In this study we have investigated the role of periaqueductal grey prostaglandin receptors in formalin-induced hyperalgesia in mice. Glutamate and GABA release changes have been monitored by in vivo microdialysis. Intra-periaqueductal grey microinjections of misoprostol, a non-selective prostaglandin receptor agonist, increased nociceptive responses in the formalin test only during the late phase. Prostanoid EP1 (L-335677), EP2 (AH 6809), EP3 (L-826266) and EP4 (L-161982) receptor antagonists prevented the nociceptive response induced by misoprostol in formalin-injected mice. Prostanoid EP1, EP2, EP3 and EP4 antagonists reduced, per se, the late hyperalgesic phase.
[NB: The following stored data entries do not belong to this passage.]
//! Rule definitions read from JSON files and command line flags

use std::fmt;
use std::path::Path;
use std::str::FromStr;

use anyhow::{bail, Context, Result};
use serde::{Deserialize, Serialize};
use xml_rule_engine::{Matched, Rule, RuleKind};

use crate::report::{Payload, Recorder};

/// One rule as written by the user
#[derive(Debug, Clone, PartialEq, Eq, Serialize, Deserialize)]
pub struct RuleDef {
    pub kind: RuleKind,
    pub depth: usize,
    #[serde(default, skip_serializing_if = "Option::is_none")]
    pub name: Option<String>,
}

/// Contents of a `--rules` file
#[derive(Debug, Default, Deserialize)]
pub struct RuleFile {
    #[serde(default)]
    pub rules: Vec<RuleDef>,
}

impl RuleFile {
    pub fn load(path: &Path) -> Result<Self> {
        let content = std::fs::read_to_string(path)
            .with_context(|| format!("failed to read rules file {}", path.display()))?;
        serde_json::from_str(&content)
            .with_context(|| format!("failed to parse rules file {}", path.display()))
    }
}

/// Combine rules from a `--rules` file with `--rule` flags, file rules first.
///
/// Fails when neither source yields a rule.
pub fn merge_rules(file: Option<RuleFile>, flags: &[RuleDef]) -> Result<Vec<RuleDef>> {
    let mut defs = file.map(|file| file.rules).unwrap_or_default();
    defs.extend(flags.iter().cloned());
    if defs.is_empty() {
        bail!("no rules given; pass --rules FILE or --rule KIND:DEPTH[:NAME]");
    }
    Ok(defs)
}

impl RuleDef {
    /// Build an engine rule whose handler appends a record to `recorder`.
    ///
    /// Goes through the kind-checked constructors, so a named comment rule or
    /// an unnamed element rule is rejected here.
    pub fn build(&self, recorder: &Recorder) -> xml_rule_engine::Result<Rule> {
        let sink = recorder.clone();
        let (kind, depth) = (self.kind, self.depth);
        match &self.name {
            None => Rule::unnamed(kind, depth, move |node, text| {
                sink.push(kind, depth, node, Payload::Text(text.to_string()));
                Ok(())
            }),
            Some(name) => Rule::named(kind, depth, name.as_str(), move |node, matched| {
                let payload = match matched {
                    Matched::Attributes(attributes) => Payload::from(attributes),
                    Matched::Text(text) => Payload::Text(text.to_string()),
                };
                sink.push(kind, depth, node, payload);
                Ok(())
            }),
        }
    }
}

impl FromStr for RuleDef {
    type Err = String;

    /// Parse `KIND:DEPTH[:NAME]`; the name may itself contain `:`
    fn from_str(s: &str) -> std::result::Result<Self, Self::Err> {
        let mut parts = s.splitn(3, ':');
        let kind = match parts.next().unwrap_or_default() {
            "element" => RuleKind::Element,
            "content" => RuleKind::Content,
            "comment" => RuleKind::Comment,
            other => return Err(format!("unknown rule kind `{}`", other)),
        };
        let depth = parts
            .next()
            .ok_or_else(|| format!("missing depth in `{}`", s))?
            .parse::<usize>()
            .map_err(|e| format!("invalid depth in `{}`: {}", s, e))?;
        let name = parts.next().map(str::to_string);
        Ok(RuleDef { kind, depth, name })
    }
}

impl fmt::Display for RuleDef {
    fn fmt(&self, f: &mut fmt::Formatter<'_>) -> fmt::Result {
        write!(f, "{}:{}", self.kind, self.depth)?;
        if let Some(name) = &self.name {
            write!(f, ":{}", name)?;
        }
        Ok(())
    }
}
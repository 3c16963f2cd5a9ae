//! CLI for running depth-scoped rules over an XML file

mod config;
mod report;

use std::path::PathBuf;

use anyhow::{Context, Result};
use clap::{Parser, ValueEnum};
use log::info;
use roxmltree_adapter::run_file;
use xml_rule_engine::Engine;

use crate::config::{merge_rules, RuleDef, RuleFile};
use crate::report::Recorder;

#[derive(Debug, Clone, Copy, PartialEq, Eq, ValueEnum)]
enum Format {
    Text,
    Json,
}

#[derive(Debug, Parser)]
#[command(name = "xml-rule-cli", version, about = "Run depth-scoped rules over an XML file")]
struct Cli {
    /// XML file to scan
    file: PathBuf,

    /// JSON file with a `rules` array
    #[arg(long, value_name = "FILE")]
    rules: Option<PathBuf>,

    /// Extra rule as KIND:DEPTH[:NAME], e.g. element:0:project or comment:1
    #[arg(long = "rule", value_name = "RULE")]
    rule: Vec<RuleDef>,

    /// Output format
    #[arg(long, value_enum, default_value_t = Format::Text)]
    format: Format,

    /// Enable debug logging
    #[arg(short, long)]
    verbose: bool,
}

fn main() -> Result<()> {
    let cli = Cli::parse();

    let default_filter = if cli.verbose { "debug" } else { "warn" };
    env_logger::Builder::from_env(env_logger::Env::default().default_filter_or(default_filter))
        .init();

    let file = cli.rules.as_deref().map(RuleFile::load).transpose()?;
    let defs = merge_rules(file, &cli.rule)?;

    let recorder = Recorder::default();
    let rules = defs
        .iter()
        .map(|def| {
            def.build(&recorder)
                .with_context(|| format!("invalid rule `{}`", def))
        })
        .collect::<Result<Vec<_>>>()?;

    let mut engine = Engine::new(rules);
    info!(
        "loaded {} rules (max depth {})",
        engine.rules().len(),
        engine.max_depth()
    );
    run_file(&mut engine, &cli.file)
        .with_context(|| format!("failed to process {}", cli.file.display()))?;

    let records = recorder.take();
    match cli.format {
        Format::Text => {
            for record in &records {
                println!("{}", record);
            }
        }
        Format::Json => println!("{}", serde_json::to_string_pretty(&records)?),
    }
    Ok(())
}
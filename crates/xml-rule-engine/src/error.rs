//! Error types for rule construction and traversal


/// Result type for rule engine operations
pub type Result<T> = std::result::Result<T, Error>;

/// Error returned by a rule handler to abort the traversal
pub type HandlerError = Box<dyn std::error::Error + Send + Sync>;

/// Result type returned by rule handlers
pub type HandlerResult = std::result::Result<(), HandlerError>;

/// Unified error type for the rule engine and its adapters
#[derive(Debug, thiserror::Error)]
pub enum Error {
    /// Rule kind does not agree with the construction form used
    #[error("Invalid rule: {0}")]
    InvalidRule(String),

    /// XML parsing failed in an adapter
    #[error("XML parsing error: {0}")]
    XmlParse(String),

    /// A handler returned an error; the traversal was aborted
    #[error("Handler for {rule} failed at depth {depth}: {source}")]
    Handler {
        rule: String,
        depth: usize,
        #[source]
        source: HandlerError,
    },

    /// IO error
    #[error("IO error: {0}")]
    Io(#[from] std::io::Error),
}

impl Error {
    /// Create a new invalid rule error
    pub fn invalid_rule<S: Into<String>>(msg: S) -> Self {
        Error::InvalidRule(msg.into())
    }

    /// Create a new XML parsing error
    pub fn xml_parse<S: Into<String>>(msg: S) -> Self {
        Error::XmlParse(msg.into())
    }
}
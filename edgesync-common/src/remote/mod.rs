//! Command and transfer channels to the device.
//!
//! Everything that touches the device goes through two seams:
//!
//! - [`CommandChannel`]: run a shell string, get exit code and output back.
//! - [`TransferChannel`]: stream a whole file to (or from) a remote path.
//!
//! Production code uses [`ssh::SshSession`], which layers both on a single
//! multiplexed SSH connection. Tests use [`crate::mock::MockDevice`].
//!
//! Channels take `&mut self`: a session belongs to exactly one top-level
//! invocation and only one command or transfer is in flight at a time.

pub mod probe;
pub mod shell;
#[cfg(unix)]
pub mod ssh;

use crate::errors::ChannelError;
use serde::{Deserialize, Serialize};
use std::path::Path;
use std::time::Duration;

pub use probe::{ensure_remote_dir, locate, remote_digest, remote_file_exists, remote_size};

/// Result of a remote command that ran to completion.
#[derive(Debug, Clone, PartialEq, Eq, Serialize, Deserialize)]
pub struct CommandResult {
    /// Exit status; `-1` when the process was killed by a signal.
    pub exit_code: i32,
    pub stdout: String,
    pub stderr: String,
    /// Wall time of the round trip.
    #[serde(with = "duration_ms")]
    pub duration: Duration,
}

impl CommandResult {
    pub fn success(&self) -> bool {
        self.exit_code == 0
    }

    /// A successful result with the given stdout.
    pub fn ok(stdout: impl Into<String>) -> Self {
        Self {
            exit_code: 0,
            stdout: stdout.into(),
            stderr: String::new(),
            duration: Duration::ZERO,
        }
    }

    /// A failed result with the given exit code and stderr.
    pub fn failed(exit_code: i32, stderr: impl Into<String>) -> Self {
        Self {
            exit_code,
            stdout: String::new(),
            stderr: stderr.into(),
            duration: Duration::ZERO,
        }
    }
}

/// Incremental progress of a streamed transfer.
#[derive(Debug, Clone, Copy, PartialEq, Eq)]
pub struct TransferProgress {
    pub bytes_sent: u64,
    pub total_bytes: u64,
}

impl TransferProgress {
    pub fn fraction(&self) -> f64 {
        if self.total_bytes == 0 {
            1.0
        } else {
            self.bytes_sent as f64 / self.total_bytes as f64
        }
    }
}

/// Runs shell commands on the device.
#[allow(async_fn_in_trait)]
pub trait CommandChannel {
    /// Run `command` through the remote login shell and wait for it to exit.
    ///
    /// A nonzero exit is `Ok`; `Err` means the channel itself broke.
    async fn execute(&mut self, command: &str) -> Result<CommandResult, ChannelError>;
}

/// Moves whole files between host and device.
#[allow(async_fn_in_trait)]
pub trait TransferChannel {
    /// Copy `local` to `remote_path`, returning the number of bytes sent.
    ///
    /// Implementations must be atomic: on error, `remote_path` either still
    /// holds its previous content or does not exist.
    async fn upload(
        &mut self,
        local: &Path,
        remote_path: &str,
        progress: &mut dyn FnMut(TransferProgress),
    ) -> Result<u64, ChannelError>;

    /// Copy `remote_path` to `local`, returning the number of bytes received.
    async fn download(
        &mut self,
        remote_path: &str,
        local: &Path,
        progress: &mut dyn FnMut(TransferProgress),
    ) -> Result<u64, ChannelError>;
}

/// Progress callback that discards updates.
pub fn no_progress() -> impl FnMut(TransferProgress) {
    |_| {}
}

mod duration_ms {
    use serde::{Deserialize, Deserializer, Serializer};
    use std::time::Duration;

    pub fn serialize<S: Serializer>(d: &Duration, s: S) -> Result<S::Ok, S::Error> {
        s.serialize_u64(d.as_millis() as u64)
    }

    pub fn deserialize<'de, D: Deserializer<'de>>(d: D) -> Result<Duration, D::Error> {
        Ok(Duration::from_millis(u64::deserialize(d)?))
    }
}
Intra-periaqueductal grey perfusion with misoprostol increased periaqueductal grey glutamate, whereas it produced an increase followed by a decrease in GABA. Likewise, formalin increased glutamate and produced a biphasic response on GABA. When misoprostol was perfused in combination with the peripheral injection of formalin, we observed an increase of glutamate and an increase followed by a stronger decrease in GABA release. These data show that periaqueductal grey prostaglandin receptor stimulation increased formalin-induced nociceptive response in the late phase by increasing glutamate release and by producing a biphasic change in GABA release.